Planning to call a vote on Monday since there don't seem to be any major 
concerns.


Ariel

On Tue, May 6, 2025, at 4:32 PM, Bernardo Botella wrote:
> +1 (nb)
> 
>> On May 6, 2025, at 1:19 PM, Josh McKenzie <jmcken...@apache.org> wrote:
>> 
>> +1
>> 
>> On Tue, May 6, 2025, at 4:06 PM, Yifan Cai wrote:
>>> +1 (nb)
>>> 
>>> 
>>> 
>>> *From:* Ariel Weisberg <ar...@weisberg.ws>
>>> *Sent:* Tuesday, May 6, 2025 12:59:09 PM
>>> *To:* Claude Warren, Jr <dev@cassandra.apache.org>
>>> *Subject:* Re: [DISCUSS] CEP-46 Finish Transient Replication/Witnesses
>>>  
>>> Hi,
>>> 
>>> On Sun, May 4, 2025, at 4:57 PM, Jordan West wrote:
>>>> I’m generally supportive. The concept is one that I can see the benefits 
>>>> of and I also think the current implementation adds a lot of complexity to 
>>>> the codebase for being stuck in experimental mode. It will be great to 
>>>> have a more robust version built on a better approach. 
>>> 
>>> One of the great things about this is that it actually deletes and 
>>> simplifies implementation code. If you ignore the hat trick of mutation 
>>> tracking making it possible to have log only replication of course.
>>> 
>>> So far it's been mostly deleted and changed lines to get the single 
>>> partition read, range read, and write path working. A lot of the code 
>>> already exists for transient replication so it's changed rather than new 
>>> code. PaxosV2 and Accord will both need to become witness aware and that 
>>> will be new code, but it's relatively straightforward in that it's just 
>>> picking full replicas for reads.
>>> 
>>> On Mon, May 5, 2025, at 1:21 PM, Nate McCall wrote:
>>>> I'd like to see a note on the CEP about documentation overhead as this is 
>>>> an important feature to communicate correctly, but that's just a nit. +1 
>>>> on moving forward with this overall. 

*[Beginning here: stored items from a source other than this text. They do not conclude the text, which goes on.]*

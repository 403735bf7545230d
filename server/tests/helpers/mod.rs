//! Reusable test helpers for HTTP integration tests.
//!
//! Provides `TestApp` for sending requests through the full axum router,
//! a recording [`MockBackend`], and a local event [`Collector`].
//!
//! ## Test Servers
//!
//! Use [`spawn_test_server()`] when you need stateful middleware testing
//! (rate limiting, real sockets) instead of `tower::ServiceExt::oneshot`.
#![allow(dead_code)]

use std::net::SocketAddr;
use std::sync::{Arc, Mutex};
use std::time::Duration;

use axum::body::{Body, Bytes};
use axum::extract::State;
use axum::http::{self, HeaderMap, Method, Request, Response, StatusCode};
use axum::response::IntoResponse;
use axum::routing::post;
use axum::Router;
use botgate_server::api::{create_router, AppState};
use botgate_server::backend::{Action, ActionResponse, Backend, Event, EventListener};
use botgate_server::config::Config;
use botgate_server::ratelimit::RateLimit;
use futures::future::BoxFuture;
use http_body_util::BodyExt;
use serde_json::{json, Value};
use tokio::task::JoinHandle;
use tower::ServiceExt;

pub const TEST_SELF_ID: i64 = 10001;

// ============================================================================
// Mock Backend
// ============================================================================

/// Backend that records every call and answers with an ok envelope.
pub struct MockBackend {
    self_id: i64,
    delay: Option<Duration>,
    calls: Mutex<Vec<Action>>,
    listeners: Mutex<Vec<Arc<dyn EventListener>>>,
}

impl Default for MockBackend {
    fn default() -> Self {
        Self::new()
    }
}

impl MockBackend {
    pub fn new() -> Self {
        Self {
            self_id: TEST_SELF_ID,
            delay: None,
            calls: Mutex::new(Vec::new()),
            listeners: Mutex::new(Vec::new()),
        }
    }

    /// Make every `execute` take `delay` before answering.
    pub fn with_delay(mut self, delay: Duration) -> Self {
        self.delay = Some(delay);
        self
    }

    pub fn calls(&self) -> Vec<Action> {
        self.calls.lock().unwrap().clone()
    }

    pub fn call_count(&self) -> usize {
        self.calls.lock().unwrap().len()
    }

    pub fn listener_count(&self) -> usize {
        self.listeners.lock().unwrap().len()
    }

    /// Raise an event, awaiting every listener in registration order.
    pub async fn emit(&self, event: Event) {
        let listeners = self.listeners.lock().unwrap().clone();
        for listener in listeners {
            listener.on_event(event.clone()).await;
        }
    }
}

impl Backend for MockBackend {
    fn self_id(&self) -> i64 {
        self.self_id
    }

    fn execute(&self, action: Action) -> BoxFuture<'_, ActionResponse> {
        Box::pin(async move {
            if let Some(delay) = self.delay {
                tokio::time::sleep(delay).await;
            }
            let data = match &action {
                Action::GetLoginInfo => json!({"user_id": self.self_id, "nickname": "mock"}),
                _ => Value::Null,
            };
            self.calls.lock().unwrap().push(action);
            ActionResponse::ok(data)
        })
    }

    fn on_event(&self, listener: Arc<dyn EventListener>) {
        self.listeners.lock().unwrap().push(listener);
    }
}

// ============================================================================
// Test App
// ============================================================================

/// A test application wrapping the full axum router.
pub struct TestApp {
    pub router: Router,
    pub backend: Arc<MockBackend>,
    pub config: Arc<Config>,
}

impl TestApp {
    /// Create a new test app with the default test config.
    pub fn new() -> Self {
        Self::with_config(Config::default_for_test())
    }

    /// Create a test app with a custom config.
    pub fn with_config(config: Config) -> Self {
        Self::build(config, Arc::new(MockBackend::new()), None)
    }

    /// Create a test app with a rate limiter in front of dispatch.
    pub fn with_rate_limiter(limiter: Arc<dyn RateLimit>) -> Self {
        Self::build(Config::default_for_test(), Arc::new(MockBackend::new()), Some(limiter))
    }

    pub fn build(
        config: Config,
        backend: Arc<MockBackend>,
        rate_limiter: Option<Arc<dyn RateLimit>>,
    ) -> Self {
        let state = AppState::new(backend.clone(), config.clone(), rate_limiter);
        Self {
            router: create_router(state),
            backend,
            config: Arc::new(config),
        }
    }

    /// Build an HTTP request with the given method and URI.
    pub fn request(method: Method, uri: &str) -> http::request::Builder {
        Request::builder().method(method).uri(uri)
    }

    /// Build a POST request with a JSON body.
    pub fn post_json(uri: &str, body: &Value) -> Request<Body> {
        Self::request(Method::POST, uri)
            .header(http::header::CONTENT_TYPE, "application/json")
            .body(Body::from(body.to_string()))
            .unwrap()
    }

    /// Build a GET request with an empty body.
    pub fn get(uri: &str) -> Request<Body> {
        Self::request(Method::GET, uri).body(Body::empty()).unwrap()
    }

    /// Send a request through the router via `tower::ServiceExt::oneshot`.
    pub async fn oneshot(&self, request: Request<Body>) -> Response<Body> {
        self.router
            .clone()
            .oneshot(request)
            .await
            .expect("oneshot request failed")
    }
}

/// Collect a response body and parse it as JSON.
pub async fn body_json(response: Response<Body>) -> Value {
    let bytes = response
        .into_body()
        .collect()
        .await
        .expect("Failed to read body")
        .to_bytes();
    serde_json::from_slice(&bytes).expect("Body is not JSON")
}

/// Collect a response body as raw bytes.
pub async fn body_bytes(response: Response<Body>) -> Bytes {
    response
        .into_body()
        .collect()
        .await
        .expect("Failed to read body")
        .to_bytes()
}

// ============================================================================
// Test Server
// ============================================================================

/// A running test server bound to a random port.
pub struct TestServer {
    /// Server address (127.0.0.1:PORT).
    pub addr: SocketAddr,
    /// Base URL for HTTP requests (e.g., `http://127.0.0.1:12345`).
    pub url: String,
    /// Handle to the server task for cleanup.
    _handle: JoinHandle<()>,
}

/// Spawn a real HTTP server on a random port.
pub async fn spawn_test_server(router: Router) -> TestServer {
    let listener = tokio::net::TcpListener::bind("127.0.0.1:0")
        .await
        .expect("Failed to bind test server");
    let addr = listener.local_addr().expect("Failed to get local addr");
    let url = format!("http://{addr}");

    let handle = tokio::spawn(async move {
        axum::serve(
            listener,
            router.into_make_service_with_connect_info::<SocketAddr>(),
        )
        .await
        .expect("Test server failed");
    });

    TestServer {
        addr,
        url,
        _handle: handle,
    }
}

// ============================================================================
// Event Collector
// ============================================================================

/// One request received by the collector.
#[derive(Debug, Clone)]
pub struct CapturedPush {
    pub headers: HeaderMap,
    pub body: Bytes,
}

impl CapturedPush {
    pub fn header(&self, name: &str) -> Option<&str> {
        self.headers.get(name).and_then(|v| v.to_str().ok())
    }

    pub fn json(&self) -> Value {
        serde_json::from_slice(&self.body).expect("Pushed body is not JSON")
    }
}

/// How the collector answers.
#[derive(Debug, Clone)]
pub struct CollectorBehavior {
    /// Answer the first N requests with 500.
    pub fail_first: usize,
    /// Sleep this long before answering every request.
    pub delay: Option<Duration>,
    /// Body of successful answers.
    pub reply: String,
}

impl Default for CollectorBehavior {
    fn default() -> Self {
        Self {
            fail_first: 0,
            delay: None,
            reply: String::new(),
        }
    }
}

#[derive(Clone)]
struct CollectorState {
    behavior: CollectorBehavior,
    pushes: Arc<Mutex<Vec<CapturedPush>>>,
}

/// Local HTTP endpoint standing in for an event collector.
pub struct Collector {
    pub server: TestServer,
    pushes: Arc<Mutex<Vec<CapturedPush>>>,
}

impl Collector {
    pub async fn spawn(behavior: CollectorBehavior) -> Self {
        let pushes = Arc::new(Mutex::new(Vec::new()));
        let state = CollectorState {
            behavior,
            pushes: pushes.clone(),
        };
        let router = Router::new()
            .route("/events", post(collect))
            .with_state(state);

        Self {
            server: spawn_test_server(router).await,
            pushes,
        }
    }

    pub fn url(&self) -> String {
        format!("{}/events", self.server.url)
    }

    pub fn pushes(&self) -> Vec<CapturedPush> {
        self.pushes.lock().unwrap().clone()
    }

    pub fn attempts(&self) -> usize {
        self.pushes.lock().unwrap().len()
    }
}

async fn collect(
    State(state): State<CollectorState>,
    headers: HeaderMap,
    body: Bytes,
) -> impl IntoResponse {
    // Recorded before any delay so timed-out attempts still count.
    let seen = {
        let mut pushes = state.pushes.lock().unwrap();
        pushes.push(CapturedPush { headers, body });
        pushes.len()
    };

    if let Some(delay) = state.behavior.delay {
        tokio::time::sleep(delay).await;
    }

    if seen <= state.behavior.fail_first {
        (StatusCode::INTERNAL_SERVER_ERROR, String::new())
    } else {
        (StatusCode::OK, state.behavior.reply.clone())
    }
}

>>> There is documentation for transient replication 
>>> https://cassandra.apache.org/doc/4.0/cassandra/new/transientreplication.html
>>>  which needs to be promoted out of "What's new", updated, and linked to the 
>>> documentation for mutation tracking. I'll update the CEP to cover this.
>>> 
>>> 
>>> On Mon, May 5, 2025, at 1:49 PM, Jon Haddad wrote:
>>>> It took me a bit to wrap my head around how this works, but now that I 
>>>> think I understand the idea, it sounds like a solid improvement.  Being 
>>>> able to achieve the same results as quorum but costing 1/3 less is a *big 
>>>> deal* and I know several teams that would be interested.
>>> 1/3rd is the "free" threshold where you don't give increase your 
>>> probability of experiencing data loss using quorums for common topologies. 
>>> If you have a lot of replicas because say you want copies in many places 
>>> you might be able to reduce further. Voting on what the value is is 
>>> basically decoupled from how redundantly that value is stored long term.
>>>> One thing I'm curious about (and we can break it out into a separate 
>>>> discussion), is how all the functionality that requires coordination and 
>>>> global state (repaired vs non-repaired) will affect backups.  Without a 
>>>> synchronization primitive to take a cluster-wide snapshot, how can we 
>>>> safely restore from eventually consistent backups without risking 
>>>> consistency issues due to out-of-sync repaired status?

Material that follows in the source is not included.